RECORDED INFORMATION
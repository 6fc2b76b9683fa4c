/*
 * Copyright (c) 2023.
 *
 * This software is free software;
 *
 * You can redistribute it or modify it under terms of the MIT, Apache License or Zlib license
 */

#![no_main]

use libfuzzer_sys::fuzz_target;
use zune_gim::zune_core::bytestream::{ZByteIoError, ZCursor};
use zune_gim::{GimDecoder, GimEvent, GimSink, GimSplitOptions, RasterImage};

struct Discard;

impl GimSink for Discard {
    fn write_image(&mut self, _: usize, image: &RasterImage) -> Result<(), ZByteIoError> {
        let _ = image.to_rgba8();
        Ok(())
    }

    fn write_container(&mut self, _: usize, bytes: &[u8]) -> Result<(), ZByteIoError> {
        // re-packed pictures must parse again
        let mut decoder = GimDecoder::new(ZCursor::new(bytes));
        let _ = decoder.decode_headers();
        Ok(())
    }

    fn diagnostic(&mut self, _: GimEvent) {}
}

fuzz_target!(|data: &[u8]| {
    let mut decoder = GimDecoder::new(ZCursor::new(data));
    let _ = decoder.split(&mut Discard, &GimSplitOptions::default(), 1);
});
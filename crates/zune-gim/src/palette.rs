/*
 * Copyright (c) 2023.
 *
 * This software is free software;
 *
 * You can redistribute it or modify it under terms of the MIT, Apache License or Zlib license
 */

use alloc::vec::Vec;

use log::trace;
use zune_core::bytestream::ZByteReaderTrait;

use crate::block::BlockRecord;
use crate::cursor::BlockCursor;
use crate::errors::GimDecoderErrors;
use crate::pixels::{decode_color, Color, GimPixelFormat};
use crate::subheader::DataSubHeader;

/// Colour table decoded from a PALETTE block
#[derive(Clone, Debug, Eq, PartialEq)]
pub struct Palette {
    format: GimPixelFormat,
    colors: Vec<Color>
}

impl Palette {
    pub fn new(format: GimPixelFormat, colors: Vec<Color>) -> Palette {
        Palette { format, colors }
    }
    /// Pixel format the entries were stored in
    pub const fn format(&self) -> GimPixelFormat {
        self.format
    }
    pub fn colors(&self) -> &[Color] {
        &self.colors
    }
    pub fn len(&self) -> usize {
        self.colors.len()
    }
    pub fn is_empty(&self) -> bool {
        self.colors.is_empty()
    }
}

/// Decode the palette stored in `leaf`, one entry per unit of width
pub(crate) fn decode_palette<T: ZByteReaderTrait>(
    cursor: &mut BlockCursor<T>, leaf: &BlockRecord
) -> Result<Palette, GimDecoderErrors> {
    let header = DataSubHeader::read(cursor, leaf)?;
    let format = header.format;

    if format.is_indexed() {
        return Err(GimDecoderErrors::IndexedPaletteSource(format));
    }
    let stride = format
        .color_stride()
        .ok_or(GimDecoderErrors::UnsupportedPixelFormat(format.to_u16()))?;

    let entries = usize::from(header.width);
    let size = entries
        .checked_mul(stride)
        .ok_or(GimDecoderErrors::OverFlowOccurred)?;

    let raw = cursor.read_vec_at(header.pixels_start, size, leaf.payload_window())?;

    let colors = raw
        .chunks_exact(stride)
        .map(|entry| decode_color(format, entry))
        .collect::<Result<Vec<Color>, GimDecoderErrors>>()?;

    trace!("Palette: {} entries in {:?}", colors.len(), format);

    Ok(Palette { format, colors })
}
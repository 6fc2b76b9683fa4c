/*
 * Copyright (c) 2023.
 *
 * This software is free software;
 *
 * You can redistribute it or modify it under terms of the MIT, Apache License or Zlib license
 */

//! Re-packing a PICTURE block into a standalone GIM file
//!
//! The output is the signature, a synthetic ROOT header, the PICTURE header
//! and each direct child of the picture laid out back to back
//!
//! ```text
//! 0x00  MIG.00.1 PSP\0 0000
//! 0x10  ROOT     next = payload = 0x10
//! 0x20  PICTURE  size and flags of the source
//! 0x30  child 0  header, then its body copied from the source
//! ....  child 1  ...
//! ```
//!
//! Any bytes the source PICTURE keeps between its header and its first
//! child are copied along, so the declared size still holds. Child headers
//! keep their type, flags, size and their header relative next and payload
//! offsets, so their bodies stay valid wherever they land.

use alloc::vec::Vec;

use log::{debug, warn};
use zune_core::bytestream::ZByteReaderTrait;

use crate::block::{BlockRecord, BlockType, BLOCK_HEADER_SIZE, GIM_MAGIC, GIM_PLATFORM};
use crate::cursor::BlockCursor;
use crate::errors::GimDecoderErrors;

fn write_header(
    out: &mut Vec<u8>, kind: BlockType, flags: u16, size: u32, next: u32, payload: u32
) {
    out.extend_from_slice(&kind.to_u16().to_le_bytes());
    out.extend_from_slice(&flags.to_le_bytes());
    out.extend_from_slice(&size.to_le_bytes());
    out.extend_from_slice(&next.to_le_bytes());
    out.extend_from_slice(&payload.to_le_bytes());
}

fn to_u32(value: u64) -> Result<u32, GimDecoderErrors> {
    u32::try_from(value).map_err(|_| GimDecoderErrors::OverFlowOccurred)
}

/// Re-pack `picture` and its direct children into a standalone file
///
/// `root_flags` are written to the synthetic ROOT header.
pub(crate) fn export_picture<T: ZByteReaderTrait>(
    cursor: &mut BlockCursor<T>, picture: &BlockRecord, root_flags: u16
) -> Result<Vec<u8>, GimDecoderErrors> {
    if picture.kind() != BlockType::Picture {
        return Err(GimDecoderErrors::GenericStatic(
            "Only PICTURE blocks can be exported"
        ));
    }
    let header_size = BLOCK_HEADER_SIZE as u32;
    let body_start = picture.start_offset() + BLOCK_HEADER_SIZE;

    // bytes between the header and the first child
    let lead_len = usize::try_from(picture.next_offset().saturating_sub(body_start))
        .map_err(|_| GimDecoderErrors::OverFlowOccurred)?;

    let children_size = picture
        .children()
        .iter()
        .try_fold(0_u64, |acc, child| acc.checked_add(u64::from(child.size())))
        .ok_or(GimDecoderErrors::OverFlowOccurred)?;

    let mut picture_size = picture.size();
    let packed_size = to_u32(BLOCK_HEADER_SIZE + lead_len as u64 + children_size)?;

    if packed_size != picture_size {
        // children overlap the picture header, only the packed layout parses
        warn!(
            "PICTURE at {:#x} declares size {:#x} but its children pack into {:#x}",
            picture.start_offset(),
            picture_size,
            packed_size
        );
        picture_size = packed_size;
    }
    let root_size = to_u32(BLOCK_HEADER_SIZE + u64::from(picture_size))?;
    let picture_next = to_u32(BLOCK_HEADER_SIZE + lead_len as u64)?;
    let picture_payload =
        to_u32(picture.payload_offset() - picture.start_offset())?.min(picture_size);

    let mut out = Vec::with_capacity(16 + root_size as usize);

    out.extend_from_slice(GIM_MAGIC);
    out.extend_from_slice(GIM_PLATFORM);
    out.extend_from_slice(&[0; 4]);

    write_header(
        &mut out,
        BlockType::Root,
        root_flags,
        root_size,
        header_size,
        header_size
    );
    write_header(
        &mut out,
        BlockType::Picture,
        picture.flags(),
        picture_size,
        picture_next,
        picture_payload
    );

    let lead = cursor.read_vec_at(body_start, lead_len, picture.block_window())?;
    out.extend_from_slice(&lead);

    for child in picture.children() {
        let start = child.start_offset();
        let next = to_u32(child.next_offset() - start)?;
        let payload = to_u32(child.payload_offset() - start)?;

        write_header(
            &mut out,
            child.kind(),
            child.flags(),
            child.size(),
            next,
            payload
        );

        let body_len = usize::try_from(u64::from(child.size()) - BLOCK_HEADER_SIZE)
            .map_err(|_| GimDecoderErrors::OverFlowOccurred)?;
        let body =
            cursor.read_vec_at(start + BLOCK_HEADER_SIZE, body_len, child.block_window())?;

        out.extend_from_slice(&body);
    }

    debug!(
        "Exported PICTURE at {:#x}, {} children, {} bytes",
        picture.start_offset(),
        picture.children().len(),
        out.len()
    );
    Ok(out)
}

PROMPT
Beginning with the line containing "were stored in" in the material above, copy every line exactly until you have copied the line containing "let format = header.format;".

OUTPUT
    /// Pixel format the entries were stored in
    pub const fn format(&self) -> GimPixelFormat {
        self.format
    }
    pub fn colors(&self) -> &[Color] {
        &self.colors
    }
    pub fn len(&self) -> usize {
        self.colors.len()
    }
    pub fn is_empty(&self) -> bool {
        self.colors.is_empty()
    }
}

/// Decode the palette stored in `leaf`, one entry per unit of width
pub(crate) fn decode_palette<T: ZByteReaderTrait>(
    cursor: &mut BlockCursor<T>, leaf: &BlockRecord
) -> Result<Palette, GimDecoderErrors> {
    let header = DataSubHeader::read(cursor, leaf)?;
    let format = header.format;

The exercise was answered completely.